Cardiac ion channel activity is crucial for generating cardiac action potentials with proper timing and duration. Drug-induced impairment of these ion channels can cause abnormal cardiac activity, including QT interval prolongation, ventricular arrhythmia, and, in the most severe cases, sudden death. These adverse effects are among the leading reasons for drug withdrawal from the market or the denial of regulatory approval for new therapeutic candidates. The ICH E14/S7B Q&A released in August 2022 provided recommended conditions for best practices for in vitro assay of IKr/hERG to maintain reproducibility and consistency in evaluations. These recommendations include testing under physiological temperature conditions, as well as considering factors such as voltage protocols. In this study, we have investigated whole-cell patch-clamp measurements of hERG currents under physiological temperature conditions (36–37 °C) using the semi-automated patch-clamp system QPatch compact using the recommended best practices.
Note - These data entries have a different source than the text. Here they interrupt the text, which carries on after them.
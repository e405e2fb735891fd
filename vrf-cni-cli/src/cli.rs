use std::path::PathBuf;

use clap::{Parser, Subcommand};

const DEFAULT_STATE_FILE: &str = "/var/lib/vrf-cni/state";

#[derive(Debug, Parser)]
#[command(version, about = "A cli for inspecting vrf-cni agent state", long_about = None)]
pub struct Cli {
    #[command(subcommand)]
    pub command: Commands,
}

#[derive(Clone, Subcommand, Debug)]
pub enum Commands {
    /// Used to inspect the persisted pod state
    #[command(subcommand)]
    State(StateCommands),
}

#[derive(Clone, Subcommand, Debug)]
pub enum StateCommands {
    /// List the pods and their dataplane handles
    List {
        #[arg(long, env = "VRF_CNI_STATE_FILE", default_value = DEFAULT_STATE_FILE)]
        path: PathBuf,
    },
    /// Print every field of a single pod
    Show {
        #[arg(long, env = "VRF_CNI_STATE_FILE", default_value = DEFAULT_STATE_FILE)]
        path: PathBuf,

        /// Pod key, as printed by `state list`
        #[arg(long)]
        key: String,
    },
}
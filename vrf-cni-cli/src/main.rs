mod cli;
mod state;

use crate::cli::Cli;
use clap::Parser;
use tracing_subscriber::{layer::SubscriberExt, util::SubscriberInitExt};

fn main() -> anyhow::Result<()> {
    setup_subscriber();
    let cli = Cli::parse();
    match cli.command {
        crate::cli::Commands::State(state_commands) => state::run(state_commands)?,
    };
    Ok(())
}

fn setup_subscriber() {
    tracing_subscriber::registry()
        .with(
            tracing_subscriber::EnvFilter::try_from_default_env()
                .unwrap_or_else(|_| "vrf_cni_cli=warn".into()),
        )
        .with(tracing_subscriber::fmt::layer().with_writer(std::io::stderr))
        .init();
}
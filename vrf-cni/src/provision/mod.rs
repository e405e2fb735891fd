//! Turns a [`PodNetworkSpec`] into router state.
//!
//! Forward operations push one [`Undo`] per successful dataplane call and
//! return at the first failure. Teardown operations log failures and keep
//! going, so they can run against partially present state.

mod routes;
mod rpf;
mod vrf;

use std::sync::Arc;

use serde::{Deserialize, Serialize};
use tracing::{debug, error, info, warn};

use crate::cleanup::{CleanupStack, Undo};
use crate::dataplane::{Dataplane, INVALID_ID, IpFamily};
use crate::network::NetworkRegistry;
use crate::pod::PodNetworkSpec;
use crate::{Error, Result};

pub const DEFAULT_POD_VRF_INDEX: u32 = 2;
pub const DEFAULT_PUNT_TABLE_ID: u32 = 1;
const DEFAULT_MEMIF_SOCKET_ID: u32 = 0;

#[derive(Clone, Copy, Debug, PartialEq, Eq, Serialize, Deserialize)]
pub struct ProvisionConfig {
    /// Table single-network pod VRFs fall through to.
    pub pod_vrf_index: u32,
    /// Table holding routes for traffic punted to the host.
    pub punt_table_id: u32,
    /// Enable strict reverse path filtering on every pod.
    pub strict_rpf: bool,
    pub memif_enabled: bool,
}

impl Default for ProvisionConfig {
    fn default() -> Self {
        Self {
            pod_vrf_index: DEFAULT_POD_VRF_INDEX,
            punt_table_id: DEFAULT_PUNT_TABLE_ID,
            strict_rpf: false,
            memif_enabled: false,
        }
    }
}

pub struct Provisioner<D> {
    dp: Arc<D>,
    networks: Arc<NetworkRegistry>,
    config: ProvisionConfig,
}

impl<D: Dataplane> Provisioner<D> {
    pub fn new(dp: Arc<D>, networks: Arc<NetworkRegistry>, config: ProvisionConfig) -> Self {
        Self {
            dp,
            networks,
            config,
        }
    }

    pub fn dataplane(&self) -> &D {
        &self.dp
    }

    /// Wires the whole pod. On failure every resource created by this call is
    /// removed again and all handles of `spec` are unset.
    pub fn provision_pod(&self, spec: &mut PodNetworkSpec) -> Result<()> {
        if !spec.handles_unset() {
            debug!("pod(add) {spec} discarding stale handles");
            spec.clear_handles();
        }
        let mut stack = CleanupStack::new();
        match self.provision_steps(spec, &mut stack) {
            Ok(()) => {
                info!("pod(add) {spec} done, {} resources", stack.len());
                Ok(())
            }
            Err(e) => {
                error!(%e, "pod(add) {spec} failed, rolling back {} steps", stack.len());
                let failed = stack.unwind(self.dataplane());
                if failed > 0 {
                    warn!("pod(add) {spec} rollback left {failed} resources behind");
                }
                spec.clear_handles();
                Err(e)
            }
        }
    }

    fn provision_steps(&self, spec: &mut PodNetworkSpec, stack: &mut CleanupStack) -> Result<()> {
        self.allocate_pod_vrfs(spec, stack)
            .map_err(|e| Error::provision("pod vrf", e))?;

        let tag = spec.interface_tag("tun");
        info!("pod(add) tun/tap {tag}");
        let tun = self
            .dp
            .create_tun_tap(&tag, spec.mtu)
            .map_err(|e| Error::provision("tun/tap interface", e))?;
        stack.push(Undo::InterfaceDel(tun));
        spec.tun_tap_sw_if_index = tun;

        if self.config.memif_enabled && spec.enable_memif && !spec.is_multi_network() {
            let tag = spec.interface_tag("memif");
            info!("pod(add) memif {tag}");
            let memif = self
                .dp
                .create_memif(&tag, DEFAULT_MEMIF_SOCKET_ID)
                .map_err(|e| Error::provision("memif interface", e))?;
            stack.push(Undo::InterfaceDel(memif));
            spec.memif_sw_if_index = memif;
            spec.memif_socket_id = DEFAULT_MEMIF_SOCKET_ID;
        }

        let (sw_if_index, is_l3) =
            spec.params_for_if_type(spec.default_if_type, self.config.memif_enabled);
        if sw_if_index != INVALID_ID {
            self.route_container_to_interface(spec, stack, sw_if_index, is_l3, true)
                .map_err(|e| Error::provision("pod interface routes", e))?;
        } else {
            info!("pod(add) {spec} has no default interface");
        }

        self.route_punt_table(spec, stack, tun)
            .map_err(|e| Error::provision("punt routes", e))?;

        if !spec.if_port_configs.is_empty() {
            let (sw_if_index, is_l3) =
                spec.params_for_if_type(spec.port_filtered_if_type, self.config.memif_enabled);
            if sw_if_index != INVALID_ID {
                self.route_port_filtered_interface(spec, stack, sw_if_index, is_l3)
                    .map_err(|e| Error::provision("port filtered routes", e))?;
            } else {
                warn!(
                    "pod(add) {spec} port ranges set but {} interface unavailable",
                    spec.port_filtered_if_type
                );
            }
        }

        self.route_main_table_to_pod_vrf(spec, stack)
            .map_err(|e| Error::provision("main table routes", e))?;

        if self.wants_strict_rpf(spec) {
            self.activate_strict_rpf(spec, stack)
                .map_err(|e| Error::provision("strict rpf", e))?;
        }
        Ok(())
    }

    fn wants_strict_rpf(&self, spec: &PodNetworkSpec) -> bool {
        self.config.strict_rpf || !spec.allowed_spoofing_prefixes.trim().is_empty()
    }

    /// Removes everything [`Provisioner::provision_pod`] may have created.
    /// Missing resources are logged and skipped.
    pub fn deprovision_pod(&self, spec: &mut PodNetworkSpec) {
        info!("pod(del) {spec}");
        if IpFamily::ALL
            .iter()
            .any(|f| spec.rpf_vrf_id(*f) != INVALID_ID)
        {
            self.deactivate_strict_rpf(spec);
        }

        self.delete_main_table_routes(spec);

        if !spec.port_filter_indexes.is_empty() {
            let (sw_if_index, is_l3) =
                spec.params_for_if_type(spec.port_filtered_if_type, self.config.memif_enabled);
            self.unroute_port_filtered_interface(spec, sw_if_index, is_l3);
        }

        if spec.tun_tap_sw_if_index != INVALID_ID {
            self.remove_punt_routes(spec, spec.tun_tap_sw_if_index);
        }

        let (sw_if_index, is_l3) =
            spec.params_for_if_type(spec.default_if_type, self.config.memif_enabled);
        if sw_if_index != INVALID_ID {
            self.unroute_container_from_interface(spec, sw_if_index, is_l3, true);
        }

        for sw_if_index in [spec.memif_sw_if_index, spec.tun_tap_sw_if_index] {
            if sw_if_index == INVALID_ID {
                continue;
            }
            info!("pod(del) interface if[{sw_if_index}]");
            if let Err(e) = self.dp.delete_interface(sw_if_index) {
                warn!(%e, "pod(del) failed to delete interface if[{sw_if_index}]");
            }
        }

        self.delete_pod_vrfs(spec);
        spec.clear_handles();
    }
}
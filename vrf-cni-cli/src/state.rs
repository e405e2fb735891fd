use std::path::Path;

use anyhow::{Context, anyhow};
use tabled::{Table, Tabled, settings::Style};
use tracing::debug;
use vrf_cni::dataplane::INVALID_ID;
use vrf_cni::pod::PodNetworkSpec;
use vrf_cni::storage;

use crate::cli::StateCommands;

pub(crate) fn run(cmd: StateCommands) -> anyhow::Result<()> {
    match cmd {
        StateCommands::List { path } => list(&path)?,
        StateCommands::Show { path, key } => show(&path, &key)?,
    }
    Ok(())
}

#[derive(Tabled)]
struct PodRow {
    #[tabled(rename = "KEY")]
    key: String,
    #[tabled(rename = "ADDRESSES")]
    addresses: String,
    #[tabled(rename = "VRF")]
    vrf: String,
    #[tabled(rename = "RPF VRF")]
    rpf_vrf: String,
    #[tabled(rename = "TUN")]
    tun: String,
    #[tabled(rename = "NETWORK")]
    network: String,
}

impl From<&PodNetworkSpec> for PodRow {
    fn from(spec: &PodNetworkSpec) -> Self {
        let addresses = spec
            .container_ips
            .iter()
            .map(|ip| ip.to_string())
            .collect::<Vec<_>>()
            .join(",");
        Self {
            key: spec.key(),
            addresses,
            vrf: format!("{}/{}", handle(spec.v4_vrf_id), handle(spec.v6_vrf_id)),
            rpf_vrf: format!(
                "{}/{}",
                handle(spec.v4_rpf_vrf_id),
                handle(spec.v6_rpf_vrf_id)
            ),
            tun: handle(spec.tun_tap_sw_if_index),
            network: spec.network_name.clone().unwrap_or_default(),
        }
    }
}

fn handle(id: u32) -> String {
    if id == INVALID_ID {
        "-".to_string()
    } else {
        id.to_string()
    }
}

fn load(path: &Path) -> anyhow::Result<Vec<PodNetworkSpec>> {
    let specs = storage::load(path)
        .with_context(|| format!("failed to load state from {}", path.display()))?;
    debug!("loaded {} pods from {}", specs.len(), path.display());
    Ok(specs)
}

fn list(path: &Path) -> anyhow::Result<()> {
    let rows: Vec<PodRow> = load(path)?.iter().map(PodRow::from).collect();
    let table = Table::new(rows).with(Style::empty()).to_string();
    println!("{table}");
    Ok(())
}

fn show(path: &Path, key: &str) -> anyhow::Result<()> {
    let specs = load(path)?;
    let spec = specs
        .iter()
        .find(|s| s.key() == key)
        .ok_or_else(|| anyhow!("no pod with key {key}"))?;
    println!("{}", spec.full_string());
    Ok(())
}
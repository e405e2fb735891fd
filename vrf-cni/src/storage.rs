//! Versioned snapshot of every live pod, written on each change and read back
//! when the agent restarts.
//!
//! Layout: big-endian `u32` version, `u32` record count, then the records.
//! Strings and lists carry a `u16` length, addresses a family byte (4 or 6)
//! and prefixes an extra length byte. Fields follow the declaration order of
//! [`PodNetworkSpec`]; any change to them must bump [`STATE_FILE_VERSION`].

use std::fs::{self, File, OpenOptions};
use std::io::{ErrorKind, Write};
use std::net::{IpAddr, Ipv4Addr, Ipv6Addr};
use std::os::unix::fs::OpenOptionsExt;
use std::path::{Path, PathBuf};

use bytes::{Buf, BufMut, BytesMut};
use ipnetwork::IpNetwork;
use tracing::{debug, info, warn};

use crate::dataplane::{IpProto, PortRange};
use crate::pod::{HostPortBinding, InterfaceSpec, InterfaceType, PodNetworkSpec};
use crate::{Error, Result};

pub const STATE_FILE_VERSION: u32 = 2;

const FAMILY_V4: u8 = 4;
const FAMILY_V6: u8 = 6;

struct Encoder {
    buf: BytesMut,
}

impl Encoder {
    fn len(&mut self, len: usize, what: &str) -> Result<()> {
        let len = u16::try_from(len).map_err(|_| {
            Error::StateEncode(format!("{what} has {len} entries, limit is {}", u16::MAX))
        })?;
        self.buf.put_u16(len);
        Ok(())
    }

    fn str(&mut self, s: &str, what: &str) -> Result<()> {
        self.len(s.len(), what)?;
        self.buf.put_slice(s.as_bytes());
        Ok(())
    }

    fn bool(&mut self, b: bool) {
        self.buf.put_u8(b as u8);
    }

    fn ip(&mut self, ip: &IpAddr) {
        match ip {
            IpAddr::V4(v4) => {
                self.buf.put_u8(FAMILY_V4);
                self.buf.put_slice(&v4.octets());
            }
            IpAddr::V6(v6) => {
                self.buf.put_u8(FAMILY_V6);
                self.buf.put_slice(&v6.octets());
            }
        }
    }

    fn net(&mut self, net: &IpNetwork) {
        self.ip(&net.ip());
        self.buf.put_u8(net.prefix());
    }

    fn interface_spec(&mut self, spec: &InterfaceSpec) {
        self.buf.put_u32(spec.rx_queues);
        self.buf.put_u32(spec.tx_queues);
        self.buf.put_u32(spec.rx_queue_size);
        self.buf.put_u32(spec.tx_queue_size);
        self.bool(spec.is_l3);
    }

    fn host_port(&mut self, hp: &HostPortBinding) {
        self.buf.put_u16(hp.host_port);
        self.bool(hp.host_ip4.is_some());
        if let Some(ip) = hp.host_ip4 {
            self.buf.put_slice(&ip.octets());
        }
        self.bool(hp.host_ip6.is_some());
        if let Some(ip) = hp.host_ip6 {
            self.buf.put_slice(&ip.octets());
        }
        self.buf.put_u16(hp.container_port);
        self.buf.put_u32(hp.entry_id);
        self.buf.put_u8(hp.protocol as u8);
    }

    fn spec(&mut self, spec: &PodNetworkSpec) -> Result<()> {
        self.str(&spec.interface_name, "interface name")?;
        self.str(&spec.netns_name, "netns name")?;
        self.bool(spec.allow_ip_forwarding);
        self.len(spec.routes.len(), "routes")?;
        spec.routes.iter().for_each(|r| self.net(r));
        self.len(spec.container_ips.len(), "container ips")?;
        spec.container_ips.iter().for_each(|ip| self.ip(ip));
        self.buf.put_u32(spec.mtu);

        self.str(&spec.orchestrator_id, "orchestrator id")?;
        self.str(&spec.workload_id, "workload id")?;
        self.str(&spec.endpoint_id, "endpoint id")?;
        self.len(spec.host_ports.len(), "host ports")?;
        spec.host_ports.iter().for_each(|hp| self.host_port(hp));

        self.len(spec.if_port_configs.len(), "port configs")?;
        for pc in &spec.if_port_configs {
            self.buf.put_u16(pc.start);
            self.buf.put_u16(pc.end);
            self.buf.put_u8(pc.proto as u8);
        }
        self.buf.put_u8(spec.port_filtered_if_type as u8);
        self.buf.put_u8(spec.default_if_type as u8);
        self.bool(spec.enable_vcl);
        self.bool(spec.enable_memif);

        self.interface_spec(&spec.if_spec);
        self.interface_spec(&spec.memif_spec);

        self.buf.put_u32(spec.memif_socket_id);
        self.buf.put_u32(spec.tun_tap_sw_if_index);
        self.buf.put_u32(spec.memif_sw_if_index);
        self.buf.put_u32(spec.loopback_sw_if_index);
        self.len(spec.port_filter_indexes.len(), "port filter indexes")?;
        spec.port_filter_indexes
            .iter()
            .for_each(|i| self.buf.put_u32(*i));

        self.buf.put_u32(spec.v4_vrf_id);
        self.buf.put_u32(spec.v6_vrf_id);
        self.bool(spec.needs_snat);

        self.bool(spec.network_name.is_some());
        if let Some(name) = &spec.network_name {
            self.str(name, "network name")?;
        }
        self.str(&spec.allowed_spoofing_prefixes, "allowed spoofing prefixes")?;

        self.buf.put_u32(spec.v4_rpf_vrf_id);
        self.buf.put_u32(spec.v6_rpf_vrf_id);
        self.len(spec.rpf_spoof_prefixes.len(), "rpf spoof prefixes")?;
        spec.rpf_spoof_prefixes.iter().for_each(|p| self.net(p));

        self.buf.put_u32(spec.v4_upstream_vrf_id);
        self.buf.put_u32(spec.v6_upstream_vrf_id);
        self.buf.put_u32(spec.v4_network_vrf_id);
        self.buf.put_u32(spec.v6_network_vrf_id);
        Ok(())
    }
}

struct Decoder<'a> {
    buf: &'a [u8],
}

impl Decoder<'_> {
    fn need(&self, n: usize, what: &str) -> Result<()> {
        if self.buf.remaining() < n {
            return Err(Error::StateDecode(format!(
                "truncated reading {what}: need {n} bytes, have {}",
                self.buf.remaining()
            )));
        }
        Ok(())
    }

    fn u8(&mut self, what: &str) -> Result<u8> {
        self.need(1, what)?;
        Ok(self.buf.get_u8())
    }

    fn u16(&mut self, what: &str) -> Result<u16> {
        self.need(2, what)?;
        Ok(self.buf.get_u16())
    }

    fn u32(&mut self, what: &str) -> Result<u32> {
        self.need(4, what)?;
        Ok(self.buf.get_u32())
    }

    fn bool(&mut self, what: &str) -> Result<bool> {
        match self.u8(what)? {
            0 => Ok(false),
            1 => Ok(true),
            b => Err(Error::StateDecode(format!("invalid bool {b} for {what}"))),
        }
    }

    fn len(&mut self, what: &str) -> Result<usize> {
        Ok(self.u16(what)? as usize)
    }

    fn str(&mut self, what: &str) -> Result<String> {
        let len = self.len(what)?;
        self.need(len, what)?;
        let s = std::str::from_utf8(&self.buf[..len])
            .map_err(|e| Error::StateDecode(format!("{what}: {e}")))?
            .to_string();
        self.buf.advance(len);
        Ok(s)
    }

    fn v4(&mut self, what: &str) -> Result<Ipv4Addr> {
        self.need(4, what)?;
        let mut octets = [0u8; 4];
        self.buf.copy_to_slice(&mut octets);
        Ok(Ipv4Addr::from(octets))
    }

    fn v6(&mut self, what: &str) -> Result<Ipv6Addr> {
        self.need(16, what)?;
        let mut octets = [0u8; 16];
        self.buf.copy_to_slice(&mut octets);
        Ok(Ipv6Addr::from(octets))
    }

    fn ip(&mut self, what: &str) -> Result<IpAddr> {
        match self.u8(what)? {
            FAMILY_V4 => Ok(IpAddr::V4(self.v4(what)?)),
            FAMILY_V6 => Ok(IpAddr::V6(self.v6(what)?)),
            f => Err(Error::StateDecode(format!("unknown address family {f} for {what}"))),
        }
    }

    fn net(&mut self, what: &str) -> Result<IpNetwork> {
        let ip = self.ip(what)?;
        let prefix = self.u8(what)?;
        IpNetwork::new(ip, prefix).map_err(|e| Error::StateDecode(format!("{what}: {e}")))
    }

    fn list<T>(
        &mut self,
        what: &str,
        mut item: impl FnMut(&mut Self) -> Result<T>,
    ) -> Result<Vec<T>> {
        let len = self.len(what)?;
        (0..len).map(|_| item(self)).collect()
    }

    fn interface_spec(&mut self) -> Result<InterfaceSpec> {
        Ok(InterfaceSpec {
            rx_queues: self.u32("rx queues")?,
            tx_queues: self.u32("tx queues")?,
            rx_queue_size: self.u32("rx queue size")?,
            tx_queue_size: self.u32("tx queue size")?,
            is_l3: self.bool("is l3")?,
        })
    }

    fn host_port(&mut self) -> Result<HostPortBinding> {
        let host_port = self.u16("host port")?;
        let host_ip4 = match self.bool("host ip4")? {
            true => Some(self.v4("host ip4")?),
            false => None,
        };
        let host_ip6 = match self.bool("host ip6")? {
            true => Some(self.v6("host ip6")?),
            false => None,
        };
        Ok(HostPortBinding {
            host_port,
            host_ip4,
            host_ip6,
            container_port: self.u16("container port")?,
            entry_id: self.u32("entry id")?,
            protocol: IpProto::try_from(self.u8("protocol")?)?,
        })
    }

    fn port_range(&mut self) -> Result<PortRange> {
        Ok(PortRange {
            start: self.u16("port range start")?,
            end: self.u16("port range end")?,
            proto: IpProto::try_from(self.u8("port range protocol")?)?,
        })
    }

    fn spec(&mut self) -> Result<PodNetworkSpec> {
        Ok(PodNetworkSpec {
            interface_name: self.str("interface name")?,
            netns_name: self.str("netns name")?,
            allow_ip_forwarding: self.bool("allow ip forwarding")?,
            routes: self.list("routes", |d| d.net("route"))?,
            container_ips: self.list("container ips", |d| d.ip("container ip"))?,
            mtu: self.u32("mtu")?,
            orchestrator_id: self.str("orchestrator id")?,
            workload_id: self.str("workload id")?,
            endpoint_id: self.str("endpoint id")?,
            host_ports: self.list("host ports", Self::host_port)?,
            if_port_configs: self.list("port configs", Self::port_range)?,
            port_filtered_if_type: InterfaceType::try_from(self.u8("port filtered if type")?)?,
            default_if_type: InterfaceType::try_from(self.u8("default if type")?)?,
            enable_vcl: self.bool("enable vcl")?,
            enable_memif: self.bool("enable memif")?,
            if_spec: self.interface_spec()?,
            memif_spec: self.interface_spec()?,
            memif_socket_id: self.u32("memif socket id")?,
            tun_tap_sw_if_index: self.u32("tun/tap sw_if_index")?,
            memif_sw_if_index: self.u32("memif sw_if_index")?,
            loopback_sw_if_index: self.u32("loopback sw_if_index")?,
            port_filter_indexes: self.list("port filter indexes", |d| d.u32("index"))?,
            v4_vrf_id: self.u32("v4 vrf id")?,
            v6_vrf_id: self.u32("v6 vrf id")?,
            needs_snat: self.bool("needs snat")?,
            network_name: match self.bool("network name")? {
                true => Some(self.str("network name")?),
                false => None,
            },
            allowed_spoofing_prefixes: self.str("allowed spoofing prefixes")?,
            v4_rpf_vrf_id: self.u32("v4 rpf vrf id")?,
            v6_rpf_vrf_id: self.u32("v6 rpf vrf id")?,
            rpf_spoof_prefixes: self.list("rpf spoof prefixes", |d| d.net("rpf spoof prefix"))?,
            v4_upstream_vrf_id: self.u32("v4 upstream vrf id")?,
            v6_upstream_vrf_id: self.u32("v6 upstream vrf id")?,
            v4_network_vrf_id: self.u32("v4 network vrf id")?,
            v6_network_vrf_id: self.u32("v6 network vrf id")?,
        })
    }
}

pub fn encode<'a>(specs: impl IntoIterator<Item = &'a PodNetworkSpec>) -> Result<Vec<u8>> {
    let specs: Vec<&PodNetworkSpec> = specs.into_iter().collect();
    let count = u32::try_from(specs.len())
        .map_err(|_| Error::StateEncode(format!("{} records", specs.len())))?;
    let mut enc = Encoder {
        buf: BytesMut::with_capacity(8 + specs.len() * 256),
    };
    enc.buf.put_u32(STATE_FILE_VERSION);
    enc.buf.put_u32(count);
    for spec in specs {
        enc.spec(spec)?;
    }
    Ok(enc.buf.to_vec())
}

pub fn decode(data: &[u8]) -> Result<Vec<PodNetworkSpec>> {
    let mut dec = Decoder { buf: data };
    let version = dec.u32("version")?;
    if version != STATE_FILE_VERSION {
        return Err(Error::UnsupportedStateVersion {
            expected: STATE_FILE_VERSION,
            found: version,
        });
    }
    let count = dec.u32("record count")?;
    let mut specs = Vec::new();
    for _ in 0..count {
        specs.push(dec.spec()?);
    }
    if dec.buf.has_remaining() {
        return Err(Error::StateDecode(format!(
            "{} trailing bytes after {count} records",
            dec.buf.remaining()
        )));
    }
    Ok(specs)
}

fn tmp_path(path: &Path) -> PathBuf {
    let mut tmp = path.as_os_str().to_owned();
    tmp.push("~");
    PathBuf::from(tmp)
}

/// Replaces the file at `path` with a snapshot of `specs`. Readers see either
/// the previous snapshot or the new one.
pub fn save<'a>(specs: impl IntoIterator<Item = &'a PodNetworkSpec>, path: &Path) -> Result<()> {
    let data = encode(specs)?;
    let dir = match path.parent() {
        Some(dir) if !dir.as_os_str().is_empty() => dir,
        _ => Path::new("."),
    };
    fs::create_dir_all(dir)?;

    let tmp = tmp_path(path);
    if let Err(e) = write_synced(&tmp, &data).and_then(|()| fs::rename(&tmp, path)) {
        if let Err(rm) = fs::remove_file(&tmp)
            && rm.kind() != ErrorKind::NotFound
        {
            warn!(e = %rm, "failed to remove {}", tmp.display());
        }
        return Err(e.into());
    }
    // persist the directory entry of the rename
    File::open(dir)?.sync_all()?;
    debug!("saved {} bytes of pod state to {}", data.len(), path.display());
    Ok(())
}

fn write_synced(path: &Path, data: &[u8]) -> std::io::Result<()> {
    let mut file = OpenOptions::new()
        .write(true)
        .create(true)
        .truncate(true)
        .mode(0o600)
        .open(path)?;
    file.write_all(data)?;
    file.sync_all()
}

/// Reads the snapshot at `path`. A missing file is an empty snapshot.
pub fn load(path: &Path) -> Result<Vec<PodNetworkSpec>> {
    let data = match fs::read(path) {
        Ok(data) => data,
        Err(e) if e.kind() == ErrorKind::NotFound => {
            info!("no pod state at {}, starting empty", path.display());
            return Ok(Vec::new());
        }
        Err(e) => return Err(e.into()),
    };
    let specs = decode(&data)?;
    info!("loaded {} pods from {}", specs.len(), path.display());
    Ok(specs)
}
use std::path::Path;
use std::sync::Arc;

use dashmap::DashMap;
use ipnetwork::IpNetwork;
use serde::{Deserialize, Serialize};
use tracing::info;

use crate::Result;
use crate::dataplane::IpFamily;

#[derive(Clone, Copy, Debug, Default, PartialEq, Eq, Serialize, Deserialize)]
pub struct VrfTables {
    pub v4: Option<u32>,
    pub v6: Option<u32>,
}

impl VrfTables {
    pub fn table(&self, family: IpFamily) -> Option<u32> {
        match family {
            IpFamily::V4 => self.v4,
            IpFamily::V6 => self.v6,
        }
    }
}

/// A secondary pod network. `vrf` holds the network's own tables, `pod_vrf`
/// the tables pod VRFs of this network fall through to.
#[derive(Clone, Debug, PartialEq, Eq, Serialize, Deserialize)]
pub struct NetworkDefinition {
    pub name: String,
    #[serde(default)]
    pub vrf: VrfTables,
    #[serde(default)]
    pub pod_vrf: VrfTables,
    #[serde(default)]
    pub range: Option<IpNetwork>,
}

/// Network definitions by name, shared between whoever maintains them and the
/// provisioner.
#[derive(Debug, Default)]
pub struct NetworkRegistry {
    networks: DashMap<String, Arc<NetworkDefinition>>,
}

impl NetworkRegistry {
    pub fn new() -> Self {
        Self::default()
    }

    pub fn get(&self, name: &str) -> Option<Arc<NetworkDefinition>> {
        self.networks.get(name).map(|n| n.clone())
    }

    pub fn insert(&self, network: NetworkDefinition) -> Option<Arc<NetworkDefinition>> {
        self.networks
            .insert(network.name.clone(), Arc::new(network))
    }

    pub fn remove(&self, name: &str) -> Option<Arc<NetworkDefinition>> {
        self.networks.remove(name).map(|(_, n)| n)
    }

    pub fn len(&self) -> usize {
        self.networks.len()
    }

    pub fn is_empty(&self) -> bool {
        self.networks.is_empty()
    }

    /// Adds every definition of a YAML list, replacing definitions with the
    /// same name.
    pub fn load_str(&self, yaml: &str) -> Result<usize> {
        let networks: Vec<NetworkDefinition> = serde_yaml::from_str(yaml)?;
        let count = networks.len();
        for network in networks {
            info!(name = %network.name, "loaded network definition");
            self.insert(network);
        }
        Ok(count)
    }

    pub async fn load_file(&self, path: impl AsRef<Path>) -> Result<usize> {
        let yaml = tokio::fs::read_to_string(path).await?;
        self.load_str(&yaml)
    }
}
Whole-cell patch-clamp recordings in hERG channel-expressing cells were performed using the QPatch Compact automated patch-clamp system with a temperature control system and the voltage protocol recommended by the CiPA project. Compared to room temperature conditions, the rise time of the hERG current was shorter and its amplitude larger under physiological temperature conditions. The tail current decay rate was also slower. The overall duration of the current was prolonged. These findings imply that temperature influences the dynamics of hERG channels, providing a more accurate reproduction of their physiological function. Furthermore, when testing the temperature-dependent effects of erythromycin, the current inhibition rate at the highest applied concentration of 1000 μM was around 50 % under room temperature conditions (25 °C). In contrast, under physiological temperature conditions, the IC50 was approximately 60 μM, and a nearly complete blockade of hERG currents was achieved at 1000 μM. This result confirms that the inhibitory effect of erythromycin is more pronounced under physiological temperature conditions. Additionally, we have tested other reference compounds, such as dofetilide, ondansetron, and moxifloxacin, to assess their temperature sensitivity. These insights are expected to improve our understanding of the influence of temperature on drug effects and enhance the reliability of testing protocols in accordance with ICH guidelines.